Un día de 24 horas, 1.440 minutos ó 86.400 segundos (como todos los demás), en la habitación entra un rayo de luz, que resbala sobre las distintas superficies, sin quedarse en ninguna. Nada parece capaz de retenerlo, y acaba yéndose, casi por donde ha llegado, pero más hacia el oeste, y varias horas más tarde.
El despertador está acostumbrado a sus desplantes, que ocurren diariamente, y ya no les concede importancia. Suerte de ello, porque sería extremadamente injusto al ser cada vez rayos distintos, todos ellos apresurados y procedentes de bien lejos, aunque sólo hayan tardado ocho minutos en llegar. Se generan en reacciones termonucleares en el interior Sol.

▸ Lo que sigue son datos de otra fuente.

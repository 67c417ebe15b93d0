//! 时间相关封装

use std::time::Duration;

use gloo_timers::future::TimeoutFuture;
use portal_shared::chrono::{DateTime, Utc};

/// 在 `limit` 之后完成的 future，用作请求截止时间
pub fn deadline(limit: Duration) -> TimeoutFuture {
    let millis = u32::try_from(limit.as_millis()).unwrap_or(u32::MAX);
    TimeoutFuture::new(millis)
}

/// 当前时间（取自 JS `Date.now()`）
pub fn now() -> DateTime<Utc> {
    DateTime::from_timestamp_millis(js_sys::Date::now() as i64).unwrap_or_default()
}
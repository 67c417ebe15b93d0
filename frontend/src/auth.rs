//! 认证模块
//!
//! 会话只存在于 LocalStorage，这里只负责登出。

use log::info;
use portal_shared::controller::login;

use crate::api::PortalApi;
use crate::web::router::RouterService;

/// 注销：清空会话后回到登录页
pub fn logout(api: &PortalApi, router: RouterService) {
    let route = login::sign_out(api.session());
    info!("signed out");
    router.navigate_to(route);
}
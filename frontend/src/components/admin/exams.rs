use leptos::ev::SubmitEvent;
use leptos::prelude::*;
use portal_shared::controller::admin::AdminState;
use portal_shared::protocol::OPTIONS_PER_QUESTION;

use super::{CourseSelect, NumberField, TextAreaField, TextField};
use crate::components::admin_dashboard::AdminActions;

#[component]
pub fn ExamsTab(actions: AdminActions) -> impl IntoView {
    let state = actions.state;
    let on_submit = move |ev: SubmitEvent| {
        ev.prevent_default();
        actions.create_exam();
    };

    // 只在题目数量变化时重建题目列表
    let question_count = Memo::new(move |_| state.with(|s| s.exam_draft.questions.len()));
    let questions = move || {
        (0..question_count.get())
            .map(|index| view! { <QuestionEditor state=state index=index /> })
            .collect_view()
    };

    view! {
        <div class="card bg-base-100 shadow-xl">
            <form class="card-body" on:submit=on_submit>
                <h2 class="card-title">"Create New Exam"</h2>
                <div class="grid gap-4 md:grid-cols-2">
                    <CourseSelect state=state
                        get=|s| s.exam_draft.course_id.clone()
                        set=|s, v| s.exam_draft.course_id = v />
                    <TextField state=state label="Title" required=true
                        get=|s| s.exam_draft.title.clone()
                        set=|s, v| s.exam_draft.title = v />
                </div>
                <TextAreaField state=state label="Description"
                    get=|s| s.exam_draft.description.clone()
                    set=|s, v| s.exam_draft.description = v />

                <div class="space-y-4">
                    <h3 class="font-semibold">"Questions"</h3>
                    {questions}
                    <button
                        type="button"
                        class="btn btn-sm btn-outline"
                        on:click=move |_| state.update(|s| s.exam_draft.add_question())
                    >
                        "+ Add Question"
                    </button>
                </div>

                <div class="grid gap-4 md:grid-cols-4">
                    <NumberField state=state label="Passing Score (%)"
                        get=|s| s.exam_draft.passing_score
                        set=|s, v| s.exam_draft.passing_score = v.min(100) />
                    <NumberField state=state label="Duration (minutes)" min=1
                        get=|s| s.exam_draft.duration
                        set=|s, v| s.exam_draft.duration = v />
                    <NumberField state=state label="Order" min=1
                        get=|s| s.exam_draft.order
                        set=|s, v| s.exam_draft.order = v />
                    <NumberField state=state label="Week" min=1
                        get=|s| s.exam_draft.week
                        set=|s, v| s.exam_draft.week = v />
                </div>
                <div class="grid gap-4 md:grid-cols-2">
                    <TextField state=state label="Due Date" kind="datetime-local"
                        get=|s| s.exam_draft.due_date.clone()
                        set=|s, v| s.exam_draft.due_date = v />
                    <TextField state=state label="Release Date" kind="datetime-local"
                        get=|s| s.exam_draft.release_date.clone()
                        set=|s, v| s.exam_draft.release_date = v />
                </div>
                <div class="card-actions justify-end">
                    <button type="submit" class="btn btn-primary" disabled=move || state.with(|s| s.loading)>
                        "Create Exam"
                    </button>
                </div>
            </form>
        </div>
    }
}

/// 单道题目：题干、四个选项、正确答案单选
#[component]
fn QuestionEditor(state: RwSignal<AdminState>, index: usize) -> impl IntoView {
    let text = move |option: usize| {
        state.with(|s| {
            s.exam_draft
                .questions
                .get(index)
                .and_then(|q| q.options.get(option).cloned())
                .unwrap_or_default()
        })
    };
    let correct = move || {
        state.with(|s| {
            s.exam_draft
                .questions
                .get(index)
                .map(|q| q.correct_answer)
                .unwrap_or_default()
        })
    };

    let options = (0..OPTIONS_PER_QUESTION)
        .map(|option| {
            view! {
                <div class="join w-full">
                    <label class="join-item flex items-center px-3 bg-base-200">
                        <input
                            type="radio"
                            class="radio radio-success radio-sm"
                            name=format!("correct-{index}")
                            prop:checked=move || correct() == option
                            on:change=move |_| state.update(|s| s.exam_draft.set_correct(index, option))
                        />
                    </label>
                    <input
                        type="text"
                        class="input input-bordered input-sm join-item w-full"
                        placeholder=format!("Option {}", option + 1)
                        required
                        prop:value=move || text(option)
                        on:input=move |ev| {
                            let value = event_target_value(&ev);
                            state.update(|s| s.exam_draft.set_option(index, option, value));
                        }
                    />
                </div>
            }
        })
        .collect_view();

    view! {
        <div class="border border-base-300 rounded-box p-4 space-y-2">
            <input
                type="text"
                class="input input-bordered w-full"
                placeholder=format!("Question {}", index + 1)
                required
                prop:value=move || {
                    state.with(|s| {
                        s.exam_draft
                            .questions
                            .get(index)
                            .map(|q| q.question.clone())
                            .unwrap_or_default()
                    })
                }
                on:input=move |ev| {
                    let value = event_target_value(&ev);
                    state.update(|s| s.exam_draft.set_question_text(index, value));
                }
            />
            <div class="grid gap-2 md:grid-cols-2">{options}</div>
            <p class="text-xs opacity-60">"Select the radio next to the correct option."</p>
        </div>
    }
}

El riinnnggg se alarga sin cansancio, entorpeciendo el descanso de los muebles, que se acuerdan, y no con cariño, de él. No saben que no es culpa suya, que el despertador es víctima de un mecanismo que, con fastidio, le despierta cada mañana. En su interior, un conjunto de ruedecillas avanzan trabajosamente para volver al mismo sitio. Y, en un momento escogido, accionan un timbre.

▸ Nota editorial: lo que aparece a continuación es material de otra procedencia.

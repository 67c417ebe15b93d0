use leptos::prelude::*;
use portal_shared::models::Course;

use crate::components::student_dashboard::StudentActions;

#[component]
pub fn ExploreCourses(actions: StudentActions) -> impl IntoView {
    let state = actions.state;
    let catalog = Memo::new(move |_| state.with(|s| s.catalog.clone()));

    let cards = move || {
        let catalog = catalog.get();
        if catalog.is_empty() {
            return view! {
                <div class="text-center py-10 opacity-50">"No courses available yet."</div>
            }
            .into_any();
        }
        let cards = catalog
            .into_iter()
            .map(|course| view! { <CatalogCard actions=actions course=course /> })
            .collect_view();
        view! { <div class="grid gap-4 md:grid-cols-2 lg:grid-cols-3">{cards}</div> }.into_any()
    };

    view! {
        <div class="space-y-4">
            <h1 class="text-3xl font-bold">"Explore Courses"</h1>
            <CatalogDetail actions=actions />
            {cards}
        </div>
    }
}

fn course_badges(course: &Course) -> impl IntoView + use<> {
    let weeks = course.total_weeks.map(|w| format!("{w} weeks"));
    view! {
        <div class="flex flex-wrap gap-2 text-xs">
            <span class="badge badge-outline">{course.duration.clone()}</span>
            <span class="badge badge-outline">{course.mode.clone()}</span>
            <span class="badge badge-ghost">{course.category.clone()}</span>
            {weeks.map(|w| view! { <span class="badge badge-ghost">{w}</span> })}
        </div>
    }
}

#[component]
fn CatalogCard(actions: StudentActions, course: Course) -> impl IntoView {
    let id = course.id.clone();
    let badges = course_badges(&course);

    view! {
        <div class="card bg-base-100 shadow-xl">
            <div class="card-body">
                <h2 class="card-title">{course.title}</h2>
                <p class="text-sm text-base-content/70 line-clamp-3">{course.description}</p>
                {badges}
                <div class="card-actions justify-between items-center">
                    <span class="text-sm opacity-70">
                        {format!("{} enrolled", course.enrolled_count)}
                    </span>
                    <button
                        class="btn btn-sm btn-outline"
                        on:click=move |_| actions.open_catalog_course(id.clone())
                    >
                        "Details"
                    </button>
                </div>
            </div>
        </div>
    }
}

#[component]
fn CatalogDetail(actions: StudentActions) -> impl IntoView {
    let state = actions.state;
    let detail = Memo::new(move |_| state.with(|s| s.catalog_detail.clone()));

    move || {
        detail.get().map(|course| {
            let validity = match course.validity_months {
                Some(0) | None => "Lifetime access".to_string(),
                Some(m) => format!("Valid for {m} months"),
            };
            let badges = course_badges(&course);
            view! {
                <div class="card bg-base-100 shadow-xl border border-primary">
                    <div class="card-body">
                        <h2 class="card-title text-2xl">{course.title.clone()}</h2>
                        <p>{course.description.clone()}</p>
                        {badges}
                        <p class="text-sm opacity-70">{validity}</p>
                        <p class="text-sm opacity-70">
                            {format!("{} students enrolled", course.enrolled_count)}
                        </p>
                        <p class="text-sm italic">"Contact your admin to enrol in this course."</p>
                        <div class="card-actions justify-end">
                            <button
                                class="btn btn-sm"
                                on:click=move |_| state.update(|s| s.close_catalog_course())
                            >
                                "Close"
                            </button>
                        </div>
                    </div>
                </div>
            }
        })
    }
}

El sofá empalidece, no sólo con el sobresalto matutino, sino también con la edad. Aquellos que se sientan encima lo han puesto en el ángulo oscuro del salón, como castigado. Él sufre pensando que no es lo bastante mullido, y no se da cuenta de que es fotosensible debido al tinte que le colorea, y que, en realidad, lo están mimando al desplazarlo, pero a él le aqueja el frío.
De ello sí se da cuenta la persiana que, con lo que le gusta enrollarse, la desenrollan casi siempre, eso sí, alterando un cierto número de electrones, no como antes, que utilizaban una burda manivela que accionaba un sistema de cuerdas y poleas. En el suelo, un tronco de árbol laminado envejece sin echar hojas, ni nada que se le parezca. Tanto esfuerzo en caminar hacia el cielo para acabar por el suelo y ser pisado, se dice continuamente. Y lo cierto es que está un poco amargado, pese a que le den cera de tanto en cuanto.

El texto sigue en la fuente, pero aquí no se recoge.